**Work task**
Below are the records; they must be reproduced verbatim.

**Given information**
--------
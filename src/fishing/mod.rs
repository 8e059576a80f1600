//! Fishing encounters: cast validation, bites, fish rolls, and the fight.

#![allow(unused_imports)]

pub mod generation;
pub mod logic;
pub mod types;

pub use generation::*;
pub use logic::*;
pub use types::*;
--------
**Exercise output**
filename src/fishing/mod.rs
repository 8e059576a80f1600
//! Fishing encounters: cast validation, bites, fish rolls, and the fight.

#![allow(unused_imports)]

pub mod generation;
pub mod logic;
pub mod types;

pub use generation::*;
pub use logic::*;
pub use types::*;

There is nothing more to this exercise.